**Working data:**
##########

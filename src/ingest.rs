//! Import pipeline orchestration.
//!
//! Coordinates the full import flow: load sources → merge → version against
//! the prior catalog → validate → write. Everything before the write is
//! computed in memory; a failure at any stage returns before the catalog
//! file is touched.

use chrono::Utc;
use std::collections::BTreeMap;
use std::path::{Path, PathBuf};

use crate::catalog;
use crate::config::Config;
use crate::error::Result;
use crate::merge::{merge, MergeDefaults};
use crate::models::{FoodItem, IdentityKey};
use crate::progress::{ImportProgressEvent, ImportProgressReporter};
use crate::sources::{load_source, resolve_source_paths};
use crate::validate::{validate_catalog, ValidationIssue};
use crate::versioning::{compute_version, ChangeStatus};

/// Result of a successful ingestion, before anything is written.
#[derive(Debug, Clone)]
pub struct IngestOutcome {
    /// Versioned items ordered by identity key.
    pub items: Vec<FoodItem>,
    /// Change status per identity key.
    pub changes: BTreeMap<IdentityKey, ChangeStatus>,
    /// Non-fatal validation issues.
    pub warnings: Vec<ValidationIssue>,
}

impl IngestOutcome {
    pub fn count(&self, status: ChangeStatus) -> usize {
        self.changes.values().filter(|s| **s == status).count()
    }
}

/// Load, merge, version and validate. The prior catalog is read from
/// `existing_path` (missing means empty) but never modified.
pub fn ingest_sources(
    source_paths: &[PathBuf],
    existing_path: &Path,
    config: &Config,
    progress: &dyn ImportProgressReporter,
) -> Result<IngestOutcome> {
    let resolved = resolve_source_paths(source_paths, &config.import)?;
    let mut documents = Vec::with_capacity(resolved.len());
    for path in &resolved {
        progress.report(ImportProgressEvent::Loading {
            path: path.display().to_string(),
        });
        documents.push(load_source(path)?);
    }

    let prior = catalog::load(existing_path)?;
    let merged = merge(&documents, &MergeDefaults::from(&config.import))?;
    progress.report(ImportProgressEvent::Merged {
        sources: documents.len() as u64,
        items: merged.len() as u64,
    });

    let now = Utc::now();
    let mut items = Vec::with_capacity(merged.len());
    let mut changes = BTreeMap::new();
    for (key, record) in merged {
        let versioned = compute_version(&key, &record, &prior, now);
        changes.insert(key, versioned.status);
        items.push(FoodItem {
            id: versioned.id,
            name: record.name,
            brand: record.brand,
            locale: record.locale,
            confidence: record.confidence,
            sources: record.sources.into_values().collect(),
            portions: record.portions,
            nutrients_per_100g: record.nutrients,
            version: versioned.version,
        });
    }

    let count = |status: ChangeStatus| changes.values().filter(|s| **s == status).count() as u64;
    progress.report(ImportProgressEvent::Versioned {
        new: count(ChangeStatus::New),
        changed: count(ChangeStatus::Changed),
        unchanged: count(ChangeStatus::Unchanged),
    });

    let validated = validate_catalog(&items, config.validation.max_calories_per_100g);
    let (errors, warnings) = match &validated {
        Ok(issues) => (0, issues.len()),
        Err(e) => {
            let errors = e.issues().iter().filter(|i| i.is_error()).count();
            (errors, e.issues().len() - errors)
        }
    };
    progress.report(ImportProgressEvent::Validated {
        errors: errors as u64,
        warnings: warnings as u64,
    });
    let warnings = validated?;

    Ok(IngestOutcome {
        items,
        changes,
        warnings,
    })
}

/// Outcome of `catalog import`.
#[derive(Debug, Clone)]
pub struct ImportReport {
    pub output: PathBuf,
    pub dry_run: bool,
    pub outcome: IngestOutcome,
}

impl ImportReport {
    pub fn item_count(&self) -> usize {
        self.outcome.items.len()
    }
}

/// Ingest `source_paths` against the catalog at `output` and replace it.
/// With `dry_run` the catalog is left as it was.
pub fn run_import(
    source_paths: &[PathBuf],
    output: &Path,
    config: &Config,
    dry_run: bool,
    progress: &dyn ImportProgressReporter,
) -> Result<ImportReport> {
    let outcome = ingest_sources(source_paths, output, config, progress)?;

    if !dry_run {
        catalog::write(&outcome.items, output)?;
    }
    progress.report(ImportProgressEvent::Finished {
        path: output.display().to_string(),
        items: outcome.items.len() as u64,
        dry_run,
    });

    Ok(ImportReport {
        output: output.to_path_buf(),
        dry_run,
        outcome,
    })
}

##########

**What the exercise asks:**
Would you restate each of the entries word for word?

**Output of the task:**
filename src/ingest.rs
//! Import pipeline orchestration.
//!
//! Coordinates the full import flow: load sources → merge → version against
//! the prior catalog → validate → write. Everything before the write is
//! computed in memory; a failure at any stage returns before the catalog
//! file is touched.

use chrono::Utc;
use std::collections::BTreeMap;
use std::path::{Path, PathBuf};

use crate::catalog;
use crate::config::Config;
use crate::error::Result;
use crate::merge::{merge, MergeDefaults};
use crate::models::{FoodItem, IdentityKey};
use crate::progress::{ImportProgressEvent, ImportProgressReporter};
use crate::sources::{load_source, resolve_source_paths};
use crate::validate::{validate_catalog, ValidationIssue};
use crate::versioning::{compute_version, ChangeStatus};

/// Result of a successful ingestion, before anything is written.
#[derive(Debug, Clone)]
pub struct IngestOutcome {
    /// Versioned items ordered by identity key.
    pub items: Vec<FoodItem>,
    /// Change status per identity key.
    pub changes: BTreeMap<IdentityKey, ChangeStatus>,
    /// Non-fatal validation issues.
    pub warnings: Vec<ValidationIssue>,
}

impl IngestOutcome {
    pub fn count(&self, status: ChangeStatus) -> usize {
        self.changes.values().filter(|s| **s == status).count()
    }
}

/// Load, merge, version and validate. The prior catalog is read from
/// `existing_path` (missing means empty) but never modified.
pub fn ingest_sources(
    source_paths: &[PathBuf],
    existing_path: &Path,
    config: &Config,
    progress: &dyn ImportProgressReporter,
) -> Result<IngestOutcome> {
    let resolved = resolve_source_paths(source_paths, &config.import)?;
    let mut documents = Vec::with_capacity(resolved.len());
    for path in &resolved {
        progress.report(ImportProgressEvent::Loading {
            path: path.display().to_string(),
        });
        documents.push(load_source(path)?);
    }

    let prior = catalog::load(existing_path)?;
    let merged = merge(&documents, &MergeDefaults::from(&config.import))?;
    progress.report(ImportProgressEvent::Merged {
        sources: documents.len() as u64,
        items: merged.len() as u64,
    });

    let now = Utc::now();
    let mut items = Vec::with_capacity(merged.len());
    let mut changes = BTreeMap::new();
    for (key, record) in merged {
        let versioned = compute_version(&key, &record, &prior, now);
        changes.insert(key, versioned.status);
        items.push(FoodItem {
            id: versioned.id,
            name: record.name,
            brand: record.brand,
            locale: record.locale,
            confidence: record.confidence,
            sources: record.sources.into_values().collect(),
            portions: record.portions,
            nutrients_per_100g: record.nutrients,
            version: versioned.version,
        });
    }

    let count = |status: ChangeStatus| changes.values().filter(|s| **s == status).count() as u64;
    progress.report(ImportProgressEvent::Versioned {
        new: count(ChangeStatus::New),
        changed: count(ChangeStatus::Changed),
        unchanged: count(ChangeStatus::Unchanged),
    });

    let validated = validate_catalog(&items, config.validation.max_calories_per_100g);
    let (errors, warnings) = match &validated {
        Ok(issues) => (0, issues.len()),
        Err(e) => {
            let errors = e.issues().iter().filter(|i| i.is_error()).count();
            (errors, e.issues().len() - errors)
        }
    };
    progress.report(ImportProgressEvent::Validated {
        errors: errors as u64,
        warnings: warnings as u64,
    });
    let warnings = validated?;

    Ok(IngestOutcome {
        items,
        changes,
        warnings,
    })
}

/// Outcome of `catalog import`.
#[derive(Debug, Clone)]
pub struct ImportReport {
    pub output: PathBuf,
    pub dry_run: bool,
    pub outcome: IngestOutcome,
}

impl ImportReport {
    pub fn item_count(&self) -> usize {
        self.outcome.items.len()
    }
}

/// Ingest `source_paths` against the catalog at `output` and replace it.
/// With `dry_run` the catalog is left as it was.
pub fn run_import(
    source_paths: &[PathBuf],
    output: &Path,
    config: &Config,
    dry_run: bool,
    progress: &dyn ImportProgressReporter,
) -> Result<ImportReport> {
    let outcome = ingest_sources(source_paths, output, config, progress)?;

    if !dry_run {
        catalog::write(&outcome.items, output)?;
    }
    progress.report(ImportProgressEvent::Finished {
        path: output.display().to_string(),
        items: outcome.items.len() as u64,
        dry_run,
    });

    Ok(ImportReport {
        output: output.to_path_buf(),
        dry_run,
        outcome,
    })
}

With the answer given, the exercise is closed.